The arrangement of the molding holes is not particularly limited. Arrangements such as a square arrangement, a zigzag arrangement, and a concentric arrangement may be used. The molding holes may have any shape. Green compacts having a high aspect ratio can also be formed according to the relationship between the open area of the holes and the thickness of the separable die.

The separable die may be a continuous plate type, segmental die type, a blade (partition plate) type, or the like, but is not limited to these.

According to a preferred embodiment, in the step of forming green compacts in the molding holes, a molding end point is preferably set such that the movement of the punch is completed before the punch is in contact with the separable die, and the green compacts formed in the molding holes are preferably connected to each other, with a connecting part therebetween having a small thickness and being formed on a surface of the separable die, the surface being adjacent to the punch. In addition, the connecting part is preferably removed in the step of removing the green compacts from the molding holes of the separable die in a separate state.

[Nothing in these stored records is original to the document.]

#[cfg(test)]
mod tests {
    use super::*;
    use alloc::vec;
    use alloc::vec::Vec;

    fn fruit() -> Vec<ListItem<u32, &'static str>> {
        vec![
            ListItem::new(0, "apple").with_search_term("Apple"),
            ListItem::new(1, "banana").with_search_term("Banana"),
            ListItem::new(2, "blueberry").with_search_term("Blueberry"),
            ListItem::new(3, "cherry").with_search_term("Cherry"),
        ]
    }

    fn listbox(configure: impl FnOnce(&mut ListboxOptions)) -> ListboxPattern<&'static str> {
        let mut options = ListboxOptions::default();
        configure(&mut options);
        ListboxPattern::new(options)
    }

    fn key(k: Key) -> KeyboardEvent {
        KeyboardEvent::new(k)
    }

    fn key_with(k: Key, modifiers: Modifiers) -> KeyboardEvent {
        KeyboardEvent::new(k).with_modifiers(modifiers)
    }

    fn click(target: u32) -> PointerEvent<u32> {
        PointerEvent::new().with_target(target)
    }

    fn selected(listbox: &ListboxPattern<&'static str>) -> Vec<&'static str> {
        let mut values: Vec<&'static str> = listbox.selection.values().copied().collect();
        values.sort_unstable();
        values
    }

    #[test]
    fn vertical_arrows_move_the_cursor() {
        let items = fruit();
        let mut lb = listbox(|_| {});

        let handled = lb.on_keydown(&items, &key(Key::ArrowDown), 0).unwrap();
        assert_eq!(lb.active_index(), 1);
        assert!(handled.prevent_default);
        assert!(handled.stop_propagation);

        lb.on_keydown(&items, &key(Key::ArrowUp), 0);
        assert_eq!(lb.active_index(), 0);

        // Roving focus follows the cursor.
        lb.on_keydown(&items, &key(Key::End), 0);
        assert_eq!(lb.active_index(), 3);
        assert_eq!(lb.focus_target(&items), Some(3));
        lb.on_keydown(&items, &key(Key::Home), 0);
        assert_eq!(lb.active_index(), 0);
    }

    #[test]
    fn disabled_items_are_skipped_and_wrapping_returns_home() {
        let mut items = fruit();
        items.truncate(3);
        items[1].disabled = true;
        let mut lb = listbox(|_| {});

        lb.on_keydown(&items, &key(Key::ArrowDown), 0);
        assert_eq!(lb.active_index(), 2);
        lb.on_keydown(&items, &key(Key::ArrowDown), 0);
        assert_eq!(lb.active_index(), 0);
    }

    #[test]
    fn horizontal_rtl_mirrors_arrow_keys() {
        let items = fruit();
        let mut lb = listbox(|o| {
            o.orientation = Orientation::Horizontal;
            o.text_direction = TextDirection::Rtl;
        });

        assert_eq!(lb.next_key(), Key::ArrowLeft);
        assert_eq!(lb.prev_key(), Key::ArrowRight);

        lb.on_keydown(&items, &key(Key::ArrowLeft), 0);
        assert_eq!(lb.active_index(), 1);
        lb.on_keydown(&items, &key(Key::ArrowRight), 0);
        assert_eq!(lb.active_index(), 0);
        // The vertical keys mean nothing to a horizontal list.
        assert!(lb.on_keydown(&items, &key(Key::ArrowDown), 0).is_none());
    }

    #[test]
    fn follows_focus_selects_on_navigation() {
        let items = fruit();
        let mut lb = listbox(|o| o.selection_follows_focus = true);

        lb.on_keydown(&items, &key(Key::ArrowDown), 0);
        assert_eq!(selected(&lb), vec!["banana"]);
        lb.on_keydown(&items, &key(Key::End), 0);
        assert_eq!(selected(&lb), vec!["cherry"]);
    }

    #[test]
    fn follows_focus_ctrl_moves_without_selecting() {
        let items = fruit();
        let mut lb = listbox(|o| o.selection_follows_focus = true);

        lb.on_keydown(&items, &key(Key::ArrowDown), 0);
        assert_eq!(selected(&lb), vec!["banana"]);

        lb.on_keydown(&items, &key_with(Key::ArrowDown, Modifiers::CTRL), 0);
        assert_eq!(lb.active_index(), 2);
        // The selection stayed behind.
        assert_eq!(selected(&lb), vec!["banana"]);
    }

    #[test]
    fn explicit_mode_space_and_enter_toggle() {
        let items = fruit();
        let mut lb = listbox(|_| {});

        lb.on_keydown(&items, &key(Key::ArrowDown), 0);
        assert!(selected(&lb).is_empty());

        lb.on_keydown(&items, &key(Key::Char(' ')), 0);
        assert_eq!(selected(&lb), vec!["banana"]);
        lb.on_keydown(&items, &key(Key::Char(' ')), 0);
        assert!(selected(&lb).is_empty());

        lb.on_keydown(&items, &key(Key::Enter), 0);
        assert_eq!(selected(&lb), vec!["banana"]);

        // Single select: choosing elsewhere replaces the value.
        lb.on_keydown(&items, &key(Key::ArrowDown), 0);
        lb.on_keydown(&items, &key(Key::Enter), 0);
        assert_eq!(selected(&lb), vec!["blueberry"]);
    }

    #[test]
    fn readonly_navigates_and_searches_but_never_selects() {
        let items = fruit();
        let mut lb = listbox(|o| {
            o.readonly = true;
            o.multi = true;
        });

        lb.on_keydown(&items, &key(Key::ArrowDown), 0);
        assert_eq!(lb.active_index(), 1);
        lb.on_keydown(&items, &key(Key::Char('c')), 0);
        assert_eq!(lb.active_index(), 3);

        lb.on_keydown(&items, &key(Key::Char(' ')), 10_000);
        lb.on_keydown(&items, &key(Key::Enter), 10_000);
        lb.on_keydown(&items, &key_with(Key::Char('a'), Modifiers::CTRL), 10_000);
        assert!(selected(&lb).is_empty());

        // Pointer presses still move the cursor, nothing more.
        lb.on_pointerdown(&items, &click(0));
        assert_eq!(lb.active_index(), 0);
        assert!(selected(&lb).is_empty());
    }

    #[test]
    fn disabled_listbox_ignores_input() {
        let items = fruit();
        let mut lb = listbox(|o| o.disabled = true);

        assert!(lb.on_keydown(&items, &key(Key::ArrowDown), 0).is_none());
        assert!(lb.on_pointerdown(&items, &click(2)).is_none());
        assert_eq!(lb.active_index(), 0);
        assert!(selected(&lb).is_empty());
    }

    #[test]
    fn shift_arrows_extend_and_shrink_a_range() {
        let items = fruit();
        let mut lb = listbox(|o| o.multi = true);

        // Select the starting point, then extend two steps down.
        lb.on_keydown(&items, &key(Key::Char(' ')), 0);
        lb.on_keydown(&items, &key_with(Key::ArrowDown, Modifiers::SHIFT), 0);
        lb.on_keydown(&items, &key_with(Key::ArrowDown, Modifiers::SHIFT), 0);
        assert_eq!(selected(&lb), vec!["apple", "banana", "blueberry"]);

        // Step back: only the last item leaves the selection.
        lb.on_keydown(&items, &key_with(Key::ArrowUp, Modifiers::SHIFT), 0);
        assert_eq!(selected(&lb), vec!["apple", "banana"]);
    }

    #[test]
    fn shift_end_selects_through_the_far_edge() {
        let items = fruit();
        let mut lb = listbox(|o| o.multi = true);

        lb.on_keydown(&items, &key(Key::ArrowDown), 0);
        lb.on_keydown(&items, &key(Key::Char(' ')), 0);
        lb.on_keydown(
            &items,
            &key_with(Key::End, Modifiers::CTRL | Modifiers::SHIFT),
            0,
        );
        assert_eq!(selected(&lb), vec!["banana", "blueberry", "cherry"]);
        assert_eq!(lb.active_index(), 3);
    }

    #[test]
    fn bare_shift_press_anchors_the_range_at_the_cursor() {
        let items = fruit();
        let mut lb = listbox(|o| o.multi = true);

        lb.on_keydown(&items, &key(Key::ArrowDown), 0);
        lb.on_keydown(&items, &key_with(Key::Shift, Modifiers::SHIFT), 0);
        assert_eq!(lb.selection.range_start_index(), 1);

        lb.on_keydown(&items, &key_with(Key::ArrowDown, Modifiers::SHIFT), 0);
        lb.on_keydown(&items, &key_with(Key::ArrowDown, Modifiers::SHIFT), 0);
        assert_eq!(selected(&lb), vec!["banana", "blueberry", "cherry"]);
    }

    #[test]
    fn ctrl_a_toggles_the_whole_selection() {
        let items = fruit();
        let mut lb = listbox(|o| o.multi = true);

        lb.on_keydown(&items, &key_with(Key::Char('a'), Modifiers::CTRL), 0);
        assert_eq!(
            selected(&lb),
            vec!["apple", "banana", "blueberry", "cherry"]
        );

        lb.on_keydown(&items, &key_with(Key::Char('a'), Modifiers::META), 0);
        assert!(selected(&lb).is_empty());
    }

    #[test]
    fn ctrl_a_in_follows_focus_mode_keeps_the_active_item_selected() {
        let items = fruit();
        let mut lb = listbox(|o| {
            o.multi = true;
            o.selection_follows_focus = true;
        });

        lb.on_keydown(&items, &key(Key::ArrowDown), 0);
        lb.on_keydown(&items, &key_with(Key::Char('a'), Modifiers::CTRL), 0);
        assert_eq!(
            selected(&lb),
            vec!["apple", "banana", "blueberry", "cherry"]
        );

        // Toggling off clears everything except the followed item.
        lb.on_keydown(&items, &key_with(Key::Char('a'), Modifiers::CTRL), 0);
        assert_eq!(selected(&lb), vec!["banana"]);
    }

    #[test]
    fn typeahead_characters_route_through_keydown() {
        let items = fruit();
        let mut lb = listbox(|_| {});

        lb.on_keydown(&items, &key(Key::Char('b')), 0);
        assert_eq!(lb.active_index(), 1);
        lb.on_keydown(&items, &key(Key::Char('l')), 100);
        assert_eq!(lb.active_index(), 2);

        // Past the window, a fresh query starts.
        lb.on_keydown(&items, &key(Key::Char('c')), 10_000);
        assert_eq!(lb.active_index(), 3);
    }

    #[test]
    fn typeahead_selects_in_follows_focus_mode() {
        let items = fruit();
        let mut lb = listbox(|o| o.selection_follows_focus = true);

        lb.on_keydown(&items, &key(Key::Char('c')), 0);
        assert_eq!(lb.active_index(), 3);
        assert_eq!(selected(&lb), vec!["cherry"]);
    }

    #[test]
    fn space_mid_query_extends_the_search_instead_of_toggling() {
        let items = fruit();
        let mut lb = listbox(|_| {});

        lb.on_keydown(&items, &key(Key::Char('b')), 0);
        assert_eq!(lb.active_index(), 1);

        // Inside the window, space is query text, not a selection key.
        lb.on_keydown(&items, &key(Key::Char(' ')), 100);
        assert!(selected(&lb).is_empty());
        assert_eq!(lb.typeahead.query(), "b ");

        // Once the window lapses, space toggles again.
        lb.on_keydown(&items, &key(Key::Char(' ')), 10_000);
        assert_eq!(selected(&lb), vec!["banana"]);
    }

    #[test]
    fn pointer_press_moves_and_toggles_in_explicit_mode() {
        let items = fruit();
        let mut lb = listbox(|_| {});

        let handled = lb.on_pointerdown(&items, &click(2)).unwrap();
        assert_eq!(lb.active_index(), 2);
        assert_eq!(selected(&lb), vec!["blueberry"]);
        // Pointer bindings leave the host's default behavior alone.
        assert!(!handled.prevent_default);
        assert!(!handled.stop_propagation);

        // A second press on the same option toggles it back off.
        lb.on_pointerdown(&items, &click(2));
        assert!(selected(&lb).is_empty());
    }

    #[test]
    fn pointer_press_selects_one_in_follows_focus_mode() {
        let items = fruit();
        let mut lb = listbox(|o| o.selection_follows_focus = true);

        lb.on_pointerdown(&items, &click(1));
        lb.on_pointerdown(&items, &click(3));
        assert_eq!(selected(&lb), vec!["cherry"]);
    }

    #[test]
    fn shift_click_selects_the_range_from_the_anchor() {
        let items = fruit();
        let mut lb = listbox(|o| o.multi = true);

        lb.on_pointerdown(&items, &click(0));
        let shift_click = click(2).with_modifiers(Modifiers::SHIFT);
        lb.on_pointerdown(&items, &shift_click);
        assert_eq!(selected(&lb), vec!["apple", "banana", "blueberry"]);
    }

    #[test]
    fn ctrl_click_toggles_in_multi_follows_focus_mode() {
        let items = fruit();
        let mut lb = listbox(|o| {
            o.multi = true;
            o.selection_follows_focus = true;
        });

        lb.on_pointerdown(&items, &click(0));
        let ctrl_click = click(2).with_modifiers(Modifiers::CTRL);
        lb.on_pointerdown(&items, &ctrl_click);
        assert_eq!(selected(&lb), vec!["apple", "blueberry"]);

        lb.on_pointerdown(&items, &ctrl_click);
        assert_eq!(selected(&lb), vec!["apple"]);
    }

    #[test]
    fn pointer_events_without_a_known_target_are_no_ops() {
        let items = fruit();
        let mut lb = listbox(|_| {});

        lb.on_pointerdown(&items, &PointerEvent::new());
        lb.on_pointerdown(&items, &click(99));
        assert_eq!(lb.active_index(), 0);
        assert!(selected(&lb).is_empty());

        // Non-main buttons match no binding at all.
        let secondary = click(1).with_button(PointerButton::Secondary);
        assert!(lb.on_pointerdown(&items, &secondary).is_none());
    }

    #[test]
    fn unbound_keys_report_none() {
        let items = fruit();
        let mut lb = listbox(|_| {});

        assert!(lb.on_keydown(&items, &key(Key::Escape), 0).is_none());
        assert!(lb.on_keydown(&items, &key(Key::Tab), 0).is_none());
        // Shift+arrow range bindings only exist in multi mode.
        assert!(
            lb.on_keydown(&items, &key_with(Key::ArrowDown, Modifiers::SHIFT), 0)
                .is_none()
        );
    }

    #[test]
    fn option_snapshots_reflect_current_state() {
        let items = fruit();
        let mut lb = listbox(|_| {});

        lb.on_pointerdown(&items, &click(1));
        let option = lb.option(&items, 1).unwrap();
        assert_eq!(option.index, 1);
        assert_eq!(option.setsize, 4);
        assert!(option.active);
        assert!(option.selected);
        assert!(!option.disabled);
        assert_eq!(option.tabindex, 0);

        let other = lb.option(&items, 0).unwrap();
        assert!(!other.active);
        assert!(!other.selected);
        assert_eq!(other.tabindex, -1);

        assert!(lb.option(&items, 42).is_none());
    }

    #[test]
    fn active_descendant_mode_surfaces_ids_instead_of_focus() {
        let items = fruit();
        let mut lb = listbox(|o| o.focus_mode = FocusMode::ActiveDescendant);

        lb.on_keydown(&items, &key(Key::ArrowDown), 0);
        assert_eq!(lb.tabindex(), 0);
        assert_eq!(lb.active_descendant(&items), Some(1));
        assert_eq!(lb.focus_target(&items), None);
        // Items are never tabbable in this mode.
        assert_eq!(lb.option(&items, 1).unwrap().tabindex, -1);
    }

    #[test]
    fn roving_mode_surfaces_focus_instead_of_ids() {
        let items = fruit();
        let mut lb = listbox(|_| {});

        lb.on_keydown(&items, &key(Key::ArrowDown), 0);
        assert_eq!(lb.tabindex(), -1);
        assert_eq!(lb.active_descendant(&items), None);
        assert_eq!(lb.focus_target(&items), Some(1));
    }

    #[test]
    fn setsize_tracks_the_item_sequence() {
        let items = fruit();
        let lb = listbox(|_| {});
        assert_eq!(lb.setsize(&items), 4);
        assert_eq!(lb.setsize::<u32>(&[]), 0);
    }
}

When the punch can move to the position where the punch is in contact with the separable die, an excessive pressure may be applied on the separable die during the pressurizing, thereby decreasing the pressure applied on the green compacts. In contrast, when the molding end point is set such that the movement of the punch is completed before the punch is in contact with the separable die, the excessive pressure is not applied on the separable die. As a result, a sufficient pressure can be applied to the green compacts, and in addition, the in-plane pressure applied on the entire separable die can be substantially uniform. In such a case, green compacts formed in the molding holes are connected to each other with a connecting part therebetween having a small thickness. When the green compacts are released from the molding holes of the separable die, the connecting part can be removed. Thus, each of the green compacts can be released in a separate state.

The thickness of the connecting part is preferably smaller than the thickness of the green compact. The connecting part is preferably a thin wall part having a thickness of 1 mm or less. In this case, the connecting part can be easily removed.

According to another preferred embodiment, the separable die is preferably composed of a flat mold plate, and the molding holes are preferably formed so as to be open at both principal surfaces of the mold plate.

In this case, since the depths of the molding holes are the same, the thickness of the green compacts is not varied. Furthermore, the green compacts in the molding holes can be readily released by pressing the green compacts in a direction from a principal surface of the separable die.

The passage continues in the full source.